Labour's Phoney Promises.

The Labour Party tells us that it will increase social spending on schools and hospitals, if elected to government, but - at the same time - reduce public sector borrowing and do this without increasing income tax, national insurance, VAT or corporation tax. Nor will it introduce a wealth tax. It has made ambiguous noises about capital gains tax (CGT).

A Party committed to redistribution of income and wealth from the rich to the poor, and reducing economic inequality, could not countenance increasing indirect taxes, which are regressive, and hurt the poor more than the rich. However, nor could it continue with the two-child child benefit cap, as it plans to do.

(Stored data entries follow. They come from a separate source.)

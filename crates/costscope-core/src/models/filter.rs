//! Request filters
//!
//! Id and time filters compile directly into predicates. Tag, label and
//! environment-type filters name higher-level concepts and are resolved into
//! id filters before compilation.

use chrono::{DateTime, TimeZone, Utc};
use serde::{Deserialize, Serialize};

use crate::schema::BillingField;

/// Operator of an id filter
#[derive(Debug, Clone, Copy, PartialEq, Eq, Hash, Serialize, Deserialize)]
#[serde(rename_all = "SCREAMING_SNAKE_CASE")]
pub enum IdOperator {
    /// Equality; compiled as `IN` when values are present
    Equals,
    /// Membership
    In,
    /// Negated membership
    NotIn,
    /// Column is not null; values are ignored
    NotNull,
    /// Substring match on the first value
    Like,
}

/// Dimension an id filter applies to
#[allow(missing_docs)]
#[derive(Debug, Clone, Copy, PartialEq, Eq, Hash, Serialize, Deserialize)]
#[serde(rename_all = "snake_case")]
pub enum IdDimension {
    Application,
    Service,
    Environment,
    Cluster,
    CloudProvider,
    CloudServiceName,
    LaunchType,
    TaskId,
    InstanceType,
    InstanceName,
    WorkloadName,
    WorkloadType,
    Namespace,
    NodeInstanceId,
    PodInstanceId,
    ParentInstanceId,
}

impl IdDimension {
    /// Column the dimension filters on
    pub fn field(self) -> BillingField {
        match self {
            Self::Application => BillingField::AppId,
            Self::Service => BillingField::ServiceId,
            Self::Environment => BillingField::EnvId,
            Self::Cluster => BillingField::ClusterId,
            Self::CloudProvider => BillingField::CloudProviderId,
            Self::CloudServiceName => BillingField::CloudServiceName,
            Self::LaunchType => BillingField::LaunchType,
            Self::TaskId => BillingField::TaskId,
            Self::InstanceType => BillingField::InstanceType,
            Self::InstanceName => BillingField::InstanceName,
            Self::WorkloadName => BillingField::WorkloadName,
            Self::WorkloadType => BillingField::WorkloadType,
            Self::Namespace => BillingField::Namespace,
            Self::NodeInstanceId | Self::PodInstanceId => BillingField::InstanceId,
            Self::ParentInstanceId => BillingField::ParentInstanceId,
        }
    }
}

/// Predicate over a string dimension
#[derive(Debug, Clone, PartialEq, Eq, Serialize, Deserialize)]
pub struct IdFilter {
    /// Filtered dimension
    pub dimension: IdDimension,
    /// Operator; a filter without one is skipped
    #[serde(default)]
    pub operator: Option<IdOperator>,
    /// Operand values
    #[serde(default)]
    pub values: Vec<String>,
}

impl IdFilter {
    /// Build a filter with an operator and values
    pub fn new<I, S>(dimension: IdDimension, operator: IdOperator, values: I) -> Self
    where
        I: IntoIterator<Item = S>,
        S: Into<String>,
    {
        Self {
            dimension,
            operator: Some(operator),
            values: values.into_iter().map(Into::into).collect(),
        }
    }

    /// Whether the filter selects specific ids (drill-down)
    pub fn is_inclusive(&self) -> bool {
        matches!(self.operator, Some(IdOperator::In | IdOperator::Equals)) && !self.values.is_empty()
    }
}

/// Operator of a time filter
#[derive(Debug, Clone, Copy, PartialEq, Eq, Hash, Serialize, Deserialize)]
#[serde(rename_all = "SCREAMING_SNAKE_CASE")]
pub enum TimeOperator {
    /// `starttime <= value`
    Before,
    /// `starttime >= value`
    After,
}

/// Bound on the start time of billing rows
#[derive(Debug, Clone, Copy, PartialEq, Eq, Serialize, Deserialize)]
pub struct TimeFilter {
    /// Comparison
    pub operator: TimeOperator,
    /// Epoch milliseconds
    pub value: i64,
}

impl TimeFilter {
    /// Lower bound
    pub fn after(value: i64) -> Self {
        Self {
            operator: TimeOperator::After,
            value,
        }
    }

    /// Upper bound
    pub fn before(value: i64) -> Self {
        Self {
            operator: TimeOperator::Before,
            value,
        }
    }

    /// The bound as a UTC timestamp
    pub fn instant(&self) -> DateTime<Utc> {
        Utc.timestamp_millis_opt(self.value)
            .single()
            .unwrap_or(DateTime::<Utc>::MIN_UTC)
    }
}

/// Entity type a tag filter targets
#[derive(Debug, Clone, Copy, PartialEq, Eq, Hash, Default, Serialize, Deserialize)]
#[serde(rename_all = "SCREAMING_SNAKE_CASE")]
pub enum TagEntityType {
    /// Applications
    #[default]
    Application,
    /// Services
    Service,
    /// Environments
    Environment,
}

impl TagEntityType {
    /// Dimension the resolved ids filter on
    pub fn dimension(self) -> IdDimension {
        match self {
            Self::Application => IdDimension::Application,
            Self::Service => IdDimension::Service,
            Self::Environment => IdDimension::Environment,
        }
    }
}

/// Single tag `name=value`
#[derive(Debug, Clone, PartialEq, Eq, Hash, Serialize, Deserialize)]
pub struct Tag {
    /// Tag name
    pub name: String,
    /// Tag value
    pub value: String,
}

/// Filter on entities carrying tags
#[derive(Debug, Clone, PartialEq, Eq, Serialize, Deserialize)]
pub struct TagFilter {
    /// Target entity type, application when absent
    #[serde(default)]
    pub entity_type: Option<TagEntityType>,
    /// Tags to match
    #[serde(default)]
    pub tags: Vec<Tag>,
    /// Operator applied to the resolved ids
    #[serde(default)]
    pub operator: Option<IdOperator>,
}

/// Kubernetes label with accepted values
#[derive(Debug, Clone, PartialEq, Eq, Hash, Serialize, Deserialize)]
pub struct Label {
    /// Label name
    pub name: String,
    /// Accepted values
    #[serde(default)]
    pub values: Vec<String>,
}

/// Filter on workloads carrying labels
#[derive(Debug, Clone, PartialEq, Eq, Serialize, Deserialize)]
pub struct LabelFilter {
    /// Labels to match
    #[serde(default)]
    pub labels: Vec<Label>,
    /// Operator applied to the resolved workloads and namespaces
    #[serde(default)]
    pub operator: Option<IdOperator>,
}

/// Filter on environments of a given type
#[derive(Debug, Clone, PartialEq, Eq, Serialize, Deserialize)]
pub struct EnvironmentTypeFilter {
    /// Operator (informational)
    #[serde(default)]
    pub operator: Option<IdOperator>,
    /// Environment type in the first position, `ALL` when absent
    #[serde(default)]
    pub values: Vec<String>,
}

/// A request filter
#[derive(Debug, Clone, PartialEq, Eq, Serialize, Deserialize)]
#[serde(tag = "type", rename_all = "snake_case")]
pub enum BillingFilter {
    /// Predicate on a string dimension
    Id(IdFilter),
    /// Lower or upper bound coming from the window start
    StartTime(TimeFilter),
    /// Lower or upper bound coming from the window end
    EndTime(TimeFilter),
    /// Entities carrying tags
    Tag(TagFilter),
    /// Workloads carrying labels
    Label(LabelFilter),
    /// Environments of a type
    EnvironmentType(EnvironmentTypeFilter),
}

impl BillingFilter {
    /// Shorthand for an id filter
    pub fn id<I, S>(dimension: IdDimension, operator: IdOperator, values: I) -> Self
    where
        I: IntoIterator<Item = S>,
        S: Into<String>,
    {
        Self::Id(IdFilter::new(dimension, operator, values))
    }

    /// The id filter if this is one on `dimension`
    pub fn as_id(&self, dimension: IdDimension) -> Option<&IdFilter> {
        match self {
            Self::Id(f) if f.dimension == dimension => Some(f),
            _ => None,
        }
    }

    /// Whether this is an id filter on `dimension`
    pub fn is_id(&self, dimension: IdDimension) -> bool {
        self.as_id(dimension).is_some()
    }

    /// Whether this is a start or end time filter
    pub fn is_time(&self) -> bool {
        matches!(self, Self::StartTime(_) | Self::EndTime(_))
    }
}

/// Time bounds carried by a filter list
#[derive(Debug, Clone, Copy, PartialEq, Eq)]
pub struct TimeWindow {
    /// Latest start-time bound, epoch millis
    pub start: Option<i64>,
    /// Earliest end-time bound, epoch millis
    pub end: Option<i64>,
}

impl TimeWindow {
    /// Collect the tightest window from `filters`
    pub fn from_filters(filters: &[BillingFilter]) -> Self {
        let mut window = Self {
            start: None,
            end: None,
        };
        for filter in filters {
            match filter {
                BillingFilter::StartTime(t) => {
                    window.start = Some(window.start.map_or(t.value, |s| s.max(t.value)));
                }
                BillingFilter::EndTime(t) => {
                    window.end = Some(window.end.map_or(t.value, |e| e.min(t.value)));
                }
                _ => {}
            }
        }
        window
    }
}

/// First start-time filter in `filters`
pub fn start_time_filter(filters: &[BillingFilter]) -> Option<&TimeFilter> {
    filters.iter().find_map(|f| match f {
        BillingFilter::StartTime(t) => Some(t),
        _ => None,
    })
}

/// First end-time filter in `filters`
pub fn end_time_filter(filters: &[BillingFilter]) -> Option<&TimeFilter> {
    filters.iter().find_map(|f| match f {
        BillingFilter::EndTime(t) => Some(t),
        _ => None,
    })
}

The only way that Labour's fiscal arithmetic makes any sense is on the basis of extremely optimistic assumptions about economic growth, well above current projections, and indeed the long-term trend growth-rate of 2% p.a.

Rachel Reeves' boast that she will, as Chancellor of the Exchequer, achieve the "fastest rate of (economic) growth in the G7" is fanciful, not to mention exceptionalist, nonsense, particularly given that Labour plan to keep Britain out of the Single Market, and refuse to contemplate the restoration of freedom of movement. The tinkering at the margins with the Trade and Cooperation Agreement (TCA), which is their alternative, will not provide anything like the boost to GDP they will need.

The voters are, in short, being offered a proverbial "pig in a poke" - but, after fourteen years of Tory misrule, they seem all-too-ready to buy it. It is to be hoped that the tantalising prospect that the Liberal Democrats might just end up as the second largest Party, and Sir Ed Davey the Leader of the Opposition (see Peter Kellner's blog, 17th June) proves to be correct, no matter how small the chance may be.